Can you post a model number?


----------



## HallowSusieBoo (Aug 11, 2009)

*Here's the Model #:

LPL748XLRC-3CPB

Costco toll free - in case they can help: 800-774-2678

These were especially great for me cause the package says "NO Tools Required!" LOL
And I can see them used to up-light from behind headstones and grave-poppers too! 
(Thanks for the link too Yubney ...)
Hope this helps you track them down! *


----------



## hallorenescene (Dec 28, 2007)

yubney and bozz, very nice lighting. even though i like the final effect, my trees are in the front of the house and my cemetary is to the side. maybe i could talk my neighbor into using his one tree. it might be positioned right


----------



## rockplayson (Jun 7, 2008)

hallorenescene said:


> yubney and bozz, very nice lighting. even though i like the final effect, my trees are in the front of the house and my cemetary is to the side. maybe i could talk my neighbor into using his one tree. it might be positioned right


 
that would be real neat!


----------



## Mortissanguine (Aug 13, 2007)

Quick and dirty weather proofing.

Large size PVC pipe with end cap. Place light inside tube with light pointing down. Epoxy whatever hanging attachment you needed to top (closed) end. You can paint the PVC so it blends in to scene also. If you wanted to be extra safe and knew how your light was to be pointed take an acrylic circle and use the bathroom silicone to seal it over the open end. Not sure if the remote would work through the lens...so you may need to tinker to see how that remote receiver functioned.
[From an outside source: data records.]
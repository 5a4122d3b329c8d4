pub mod cluster;
pub mod embedder;
pub mod ingest;
pub mod linker;
pub mod propagate;
pub mod summarize;

use std::ops::Range;

use rayon::prelude::*;

/// Result of one node batch: computed by the model, or substituted.
#[derive(Debug, Clone, PartialEq)]
pub enum BatchOutcome<T> {
    Computed(T),
    Fallback { value: T, reason: String },
}

impl<T> BatchOutcome<T> {
    pub fn is_fallback(&self) -> bool {
        matches!(self, Self::Fallback { .. })
    }

    pub fn into_value(self) -> T {
        match self {
            Self::Computed(value) | Self::Fallback { value, .. } => value,
        }
    }
}

/// Split `0..n` into consecutive ranges of at most `size` rows.
pub fn batch_ranges(n: usize, size: usize) -> Vec<Range<usize>> {
    let size = size.max(1);
    (0..n)
        .step_by(size)
        .map(|start| start..(start + size).min(n))
        .collect()
}

/// Evaluate every batch, on the current rayon pool when `parallel` is set.
///
/// Outcomes come back in batch order regardless of execution order.
pub fn run_batches<T, F>(
    n: usize,
    size: usize,
    parallel: bool,
    f: F,
) -> Vec<(Range<usize>, BatchOutcome<T>)>
where
    T: Send,
    F: Fn(Range<usize>) -> BatchOutcome<T> + Sync,
{
    let ranges = batch_ranges(n, size);
    if parallel {
        ranges
            .into_par_iter()
            .map(|range| (range.clone(), f(range)))
            .collect()
    } else {
        ranges
            .into_iter()
            .map(|range| (range.clone(), f(range)))
            .collect()
    }
}
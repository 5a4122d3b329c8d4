//! Embedder subsystem: one fixed-width embedding per node
//!
//! - Prefers the scoring model's embedding output
//! - Falls back to padded normalized features when the model cannot embed
//! - Zero-fills a batch whose model call fails, then carries on
//! - Uses independent random vectors when no model is loaded at all

use ndarray::{s, Array2};
use rand::rngs::StdRng;
use rand::Rng;
use riskgraph_core::{pad_features, EngineConfig, NodeBatch, NodeFeatures, ScoringModel};
use serde::Serialize;

use super::{run_batches, BatchOutcome};

#[derive(Debug, Clone, Copy, PartialEq, Eq, Serialize)]
#[serde(rename_all = "snake_case")]
pub enum EmbeddingSource {
    Model,
    Random,
}

#[derive(Debug, Clone)]
pub struct EmbeddingResult {
    /// `[node_count, dimensions]`, row `i` belongs to node index `i`.
    pub embeddings: Array2<f32>,
    pub source: EmbeddingSource,
    pub computed_batches: usize,
    pub fallback_batches: usize,
}

impl EmbeddingResult {
    /// False when every model batch failed and only zero rows remain.
    pub fn is_usable(&self) -> bool {
        self.source == EmbeddingSource::Random || self.computed_batches > 0
    }
}

pub fn compute_embeddings(
    model: Option<&dyn ScoringModel>,
    features: &NodeFeatures,
    config: &EngineConfig,
    rng: &mut StdRng,
) -> EmbeddingResult {
    let n = features.raw.nrows();
    let dims = config.embedding.dimensions;

    let Some(model) = model else {
        tracing::warn!(nodes = n, dims, "No model loaded; using random node embeddings");
        return EmbeddingResult {
            embeddings: Array2::from_shape_fn((n, dims), |_| rng.gen::<f32>()),
            source: EmbeddingSource::Random,
            computed_batches: 0,
            fallback_batches: 0,
        };
    };

    let batch_size = config.batch_size();
    let outcomes = run_batches(n, batch_size, config.compute.accelerated, |range| {
        let batch = NodeBatch {
            offset: range.start,
            raw: features.raw.slice(s![range.start..range.end, ..]),
            normalized: features.normalized.slice(s![range.start..range.end, ..]),
        };
        let zeros = || Array2::<f32>::zeros((range.len(), dims));

        match model.embed(&batch) {
            Ok(Some(vectors)) if vectors.nrows() == range.len() => {
                BatchOutcome::Computed(pad_features(vectors.view(), dims))
            }
            Ok(Some(vectors)) => {
                let reason = format!(
                    "model returned {} rows for a batch of {}",
                    vectors.nrows(),
                    range.len()
                );
                tracing::warn!(offset = range.start, %reason, "Embedding batch failed");
                BatchOutcome::Fallback {
                    value: zeros(),
                    reason,
                }
            }
            Ok(None) => BatchOutcome::Computed(pad_features(batch.normalized, dims)),
            Err(e) => {
                tracing::warn!(
                    offset = range.start,
                    rows = range.len(),
                    model = model.name(),
                    error = %e,
                    "Embedding batch failed; zero-filling"
                );
                BatchOutcome::Fallback {
                    value: zeros(),
                    reason: e.to_string(),
                }
            }
        }
    });

    let mut embeddings = Array2::<f32>::zeros((n, dims));
    let mut computed_batches = 0;
    let mut fallback_batches = 0;
    for (range, outcome) in outcomes {
        if outcome.is_fallback() {
            fallback_batches += 1;
        } else {
            computed_batches += 1;
        }
        embeddings
            .slice_mut(s![range.start..range.end, ..])
            .assign(&outcome.into_value());
    }

    tracing::info!(
        nodes = n,
        dims,
        batch_size,
        computed_batches,
        fallback_batches,
        model = model.name(),
        "Computed node embeddings"
    );

    EmbeddingResult {
        embeddings,
        source: EmbeddingSource::Model,
        computed_batches,
        fallback_batches,
    }
}

// ============================================================================
// TESTS
// ============================================================================
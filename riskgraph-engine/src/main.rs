use anyhow::Context;
use chrono::{DateTime, Utc};
use clap::Parser;
use riskgraph_core::models::TransactionRecord;
use riskgraph_core::EngineConfig;
use tracing_subscriber::{filter::Directive, fmt, EnvFilter};

use riskgraph_engine::{AnalysisPipeline, AnalysisRequest};

#[derive(Parser, Debug)]
#[command(
    author,
    version,
    about = "Fraud risk scoring and transaction graph analytics",
    long_about = None
)]
struct Args {
    #[arg(short, long, default_value = "riskgraph.toml")]
    config: String,

    /// Transactions as a JSON array or one JSON object per line
    #[arg(short, long, required_unless_present = "check_config")]
    input: Option<String>,

    /// Report destination; stdout when omitted
    #[arg(short, long)]
    output: Option<String>,

    /// Seed for jitter, sampling and fallback randomness
    #[arg(long)]
    seed: Option<u64>,

    /// Inclusive window start (RFC 3339)
    #[arg(long)]
    start: Option<DateTime<Utc>>,

    /// Inclusive window end (RFC 3339)
    #[arg(long)]
    end: Option<DateTime<Utc>>,

    /// Ignore the configured model and use fallback formulas
    #[arg(long)]
    no_model: bool,

    /// Skip the summarized graph
    #[arg(long)]
    no_optimize: bool,

    /// Validate the config and exit
    #[arg(long)]
    check_config: bool,
}

#[tokio::main]
async fn main() -> anyhow::Result<()> {
    dotenvy::dotenv().ok();

    let args = Args::parse();

    let config_path = expand(&args.config);
    let mut config = match EngineConfig::load(&config_path) {
        Ok(c) => c,
        Err(e) => {
            eprintln!("Failed to load config from {}: {}", config_path, e);
            std::process::exit(1);
        }
    };
    if let Some(seed) = args.seed {
        config.scoring.seed = Some(seed);
    }

    fmt()
        .with_env_filter(EnvFilter::from_default_env().add_directive(log_directive(&config)))
        .init();

    if let Err(e) = config.validate() {
        eprintln!("{}", e);
        std::process::exit(1);
    }
    if args.check_config {
        println!("✅ Config OK: {}", config_path);
        return Ok(());
    }

    let input = expand(args.input.as_deref().unwrap_or_default());
    let records = read_records(&input).await?;
    tracing::info!(path = %input, records = records.len(), "Loaded transactions");

    let request = AnalysisRequest {
        start: args.start,
        end: args.end,
        use_model: !args.no_model,
        optimize: !args.no_optimize,
        ..AnalysisRequest::new(records)
    };

    // Model inference and pairwise similarity are CPU-bound.
    let report = tokio::task::spawn_blocking(move || {
        let pipeline = AnalysisPipeline::new(config)?;
        pipeline.run(request)
    })
    .await??;

    let json = serde_json::to_string_pretty(&report)?;
    match args.output {
        Some(path) => {
            let path = expand(&path);
            tokio::fs::write(&path, json)
                .await
                .with_context(|| format!("Failed to write report to {path}"))?;
            tracing::info!(path = %path, run_id = %report.run_id, "Wrote report");
        }
        None => println!("{json}"),
    }

    Ok(())
}

fn expand(path: &str) -> String {
    shellexpand::tilde(path).into_owned()
}

fn log_directive(config: &EngineConfig) -> Directive {
    config
        .service
        .log_level
        .parse()
        .unwrap_or_else(|_| tracing::Level::INFO.into())
}

async fn read_records(path: &str) -> anyhow::Result<Vec<TransactionRecord>> {
    let text = tokio::fs::read_to_string(path)
        .await
        .with_context(|| format!("Failed to read transactions from {path}"))?;
    parse_records(&text)
}

/// Accept a JSON array or newline-delimited JSON objects.
fn parse_records(text: &str) -> anyhow::Result<Vec<TransactionRecord>> {
    let trimmed = text.trim_start();
    if trimmed.starts_with('[') {
        return serde_json::from_str(trimmed).context("Invalid transaction array");
    }
    trimmed
        .lines()
        .enumerate()
        .filter(|(_, line)| !line.trim().is_empty())
        .map(|(i, line)| {
            serde_json::from_str(line)
                .with_context(|| format!("Invalid transaction on line {}", i + 1))
        })
        .collect()
}

// ============================================================================
// TESTS
// ============================================================================
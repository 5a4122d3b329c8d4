use serde::{Deserialize, Serialize};

#[derive(Debug, Clone, Copy, PartialEq, Eq, Serialize, Deserialize)]
#[serde(rename_all = "snake_case")]
pub enum RiskLevel {
    High,
    Medium,
    Low,
}

impl RiskLevel {
    pub fn from_score(score: f64) -> Self {
        if score > 0.7 {
            Self::High
        } else if score > 0.4 {
            Self::Medium
        } else {
            Self::Low
        }
    }
}

#[derive(Debug, Clone, PartialEq, Serialize, Deserialize)]
pub struct ClusterMember {
    pub node: String,
    pub risk_score: f64,
}

#[derive(Debug, Clone, Serialize, Deserialize)]
pub struct Cluster {
    pub id: usize,
    /// Sorted by risk, highest first.
    pub members: Vec<ClusterMember>,
    pub count: usize,
    pub avg_risk_score: f64,
    pub risk_level: RiskLevel,
}

impl Cluster {
    /// Build a cluster from unsorted members, deriving count, average and tier.
    pub fn from_members(id: usize, mut members: Vec<ClusterMember>) -> Self {
        members.sort_by(|a, b| b.risk_score.total_cmp(&a.risk_score));
        let count = members.len();
        let avg_risk_score = if count == 0 {
            0.0
        } else {
            members.iter().map(|m| m.risk_score).sum::<f64>() / count as f64
        };
        Self {
            id,
            members,
            count,
            avg_risk_score,
            risk_level: RiskLevel::from_score(avg_risk_score),
        }
    }
}
use std::sync::RwLock;

use super::{validate_world, Entry, SpatialIndex};
use crate::geometry::Rectangle;
use crate::GeometryError;

/// Spreads the bits of a 32-bit integer so that each original bit lands on
/// an even bit position, leaving the odd positions free for interleaving
/// with a second coordinate.
fn spread_bits(v: u32) -> u64 {
  let mut x = v as u64;
  x = (x | (x << 16)) & 0x0000_FFFF_0000_FFFF;
  x = (x | (x << 8)) & 0x00FF_00FF_00FF_00FF;
  x = (x | (x << 4)) & 0x0F0F_0F0F_0F0F_0F0F;
  x = (x | (x << 2)) & 0x3333_3333_3333_3333;
  x = (x | (x << 1)) & 0x5555_5555_5555_5555;
  x
}

/// Interleaves two 32-bit normalised coordinates into a 64-bit Morton code.
fn morton_code(x: u32, y: u32) -> u64 {
  spread_bits(x) | (spread_bits(y) << 1)
}

struct State<T> {
  entries: Vec<(u64, Entry<T>)>,
  sorted: bool,
}

/// A linear index: every entry is projected to a 64-bit Morton code and kept
/// in a vector sorted by that code. Well suited to bulk load followed by
/// many read-only queries; not to heavy interleaved updates, since every
/// query after an insert pays for a re-sort.
pub struct ZOrderIndex<T> {
  world: Rectangle,
  state: RwLock<State<T>>,
}

impl<T: Copy + Eq> ZOrderIndex<T> {
  pub fn new(world: Rectangle) -> Result<ZOrderIndex<T>, GeometryError> {
    validate_world(&world)?;
    Ok(ZOrderIndex {
      world,
      state: RwLock::new(State {
        entries: Vec::new(),
        sorted: true,
      }),
    })
  }

  pub fn world(&self) -> Rectangle {
    self.world
  }

  /// Normalises a point within the world rectangle to a 32-bit unsigned
  /// integer per axis, per the crate's Z-order normalisation rule.
  fn normalize(&self, x: f64, y: f64) -> (u32, u32) {
    let nx = ((x - self.world.min_x()) / self.world.width * u32::MAX as f64).clamp(0.0, u32::MAX as f64);
    let ny = ((y - self.world.min_y()) / self.world.height * u32::MAX as f64).clamp(0.0, u32::MAX as f64);
    (nx as u32, ny as u32)
  }

  fn morton_of(&self, x: f64, y: f64) -> u64 {
    let (nx, ny) = self.normalize(x, y);
    morton_code(nx, ny)
  }
}

impl<T: Copy + Eq> SpatialIndex<T> for ZOrderIndex<T> {
  fn insert(&self, entry: Entry<T>) -> bool {
    if !self.world.intersects(&entry.bounds) {
      return false;
    }
    let centre = entry.bounds.centre();
    let code = self.morton_of(centre.x, centre.y);
    let mut state = self.state.write().unwrap();
    state.entries.push((code, entry));
    state.sorted = false;
    true
  }

  fn remove(&self, payload: T) -> bool {
    let mut state = self.state.write().unwrap();
    if let Some(pos) = state.entries.iter().position(|(_, e)| e.payload == payload) {
      state.entries.remove(pos);
      true
    } else {
      false
    }
  }

  fn clear(&self) {
    let mut state = self.state.write().unwrap();
    state.entries.clear();
    state.sorted = true;
  }

  fn len(&self) -> usize {
    self.state.read().unwrap().entries.len()
  }

  /// Computes the Morton codes of `rect`'s minimum and maximum corners,
  /// scans the sorted vector between them, and re-tests each candidate
  /// against `rect` — Z-order ranges can include gaps the scan window
  /// doesn't actually belong to, which the re-test filters out.
  ///
  /// Takes the write lock even though this is conceptually a read, because
  /// a dirty index must re-sort before it can be scanned (the "lazy sort"
  /// from the crate's index design notes).
  fn query_range(&self, rect: &Rectangle) -> Vec<Entry<T>> {
    let mut state = self.state.write().unwrap();
    if !state.sorted {
      state.entries.sort_by_key(|(code, _)| *code);
      state.sorted = true;
    }
    let low = self.morton_of(rect.min_x(), rect.min_y());
    let high = self.morton_of(rect.max_x(), rect.max_y());
    let (low, high) = if low <= high { (low, high) } else { (high, low) };
    let start = state.entries.partition_point(|(code, _)| *code < low);
    state.entries[start..]
      .iter()
      .take_while(|(code, _)| *code <= high)
      .map(|(_, e)| *e)
      .filter(|e| e.bounds.intersects(rect))
      .collect()
  }

  /// A simple, conservative O(n^2) scan. The Z-order index is meant for
  /// bulk-load-then-query workloads; its entries carry no spatial grouping
  /// beyond the sort order, so there is no cheaper superset to compute here
  /// without re-deriving a tree structure.
  fn find_potential_intersections(&self) -> Vec<(Entry<T>, Entry<T>)> {
    let state = self.state.read().unwrap();
    let mut out = Vec::new();
    for i in 0..state.entries.len() {
      for j in (i + 1)..state.entries.len() {
        out.push((state.entries[i].1, state.entries[j].1));
      }
    }
    out
  }
}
The other option is to find a thick walled clear plastic cylinder instead of PVC so whatever remote beam (likely infrared) could pass through to activate the light.

Just some thoughts off the top of my head.


----------



## Yubney (Sep 14, 2009)

HallowSusieBoo said:


> *Here's the Model #:
> 
> LPL748XLRC-3CPB
> 
> ...


Okay this is weird. I went to Costco.com and can't find these. Still looking but confused. LOL


----------



## rockplayson (Jun 7, 2008)

Yubney said:


> Okay this is weird. I went to Costco.com and can't find these. Still looking but confused. LOL


 
I'm with you on this one. Where the heck are they? lol


----------



## ChangedReality (Aug 17, 2009)

Although I haven't seen it done in a Halloween setting around here, "The Grove" on campus here at Ole Miss does it, it's a large area in the middle of campus between buildings that just has open space/trees/walking trail... it provides a good lighted area and could be very spooky at times.


----------



## kevokevo9 (Jan 27, 2010)

i work at a local costco. i have never seen these lights there, however different costcos carry different items at different times of the year. when did you buy the lights? like i said we have three costcos in town and each carries different items. so good luck you might have to try and go to different ones to find them.


----------



## Junit (Sep 1, 2008)

Good idea for light placement! It adds something new to your displays


----------



## rockplayson (Jun 7, 2008)

Junit said:


> Good idea for light placement! It adds something new to your displays


It does and when I tested them a few nights ago I thought it looked really great!


----------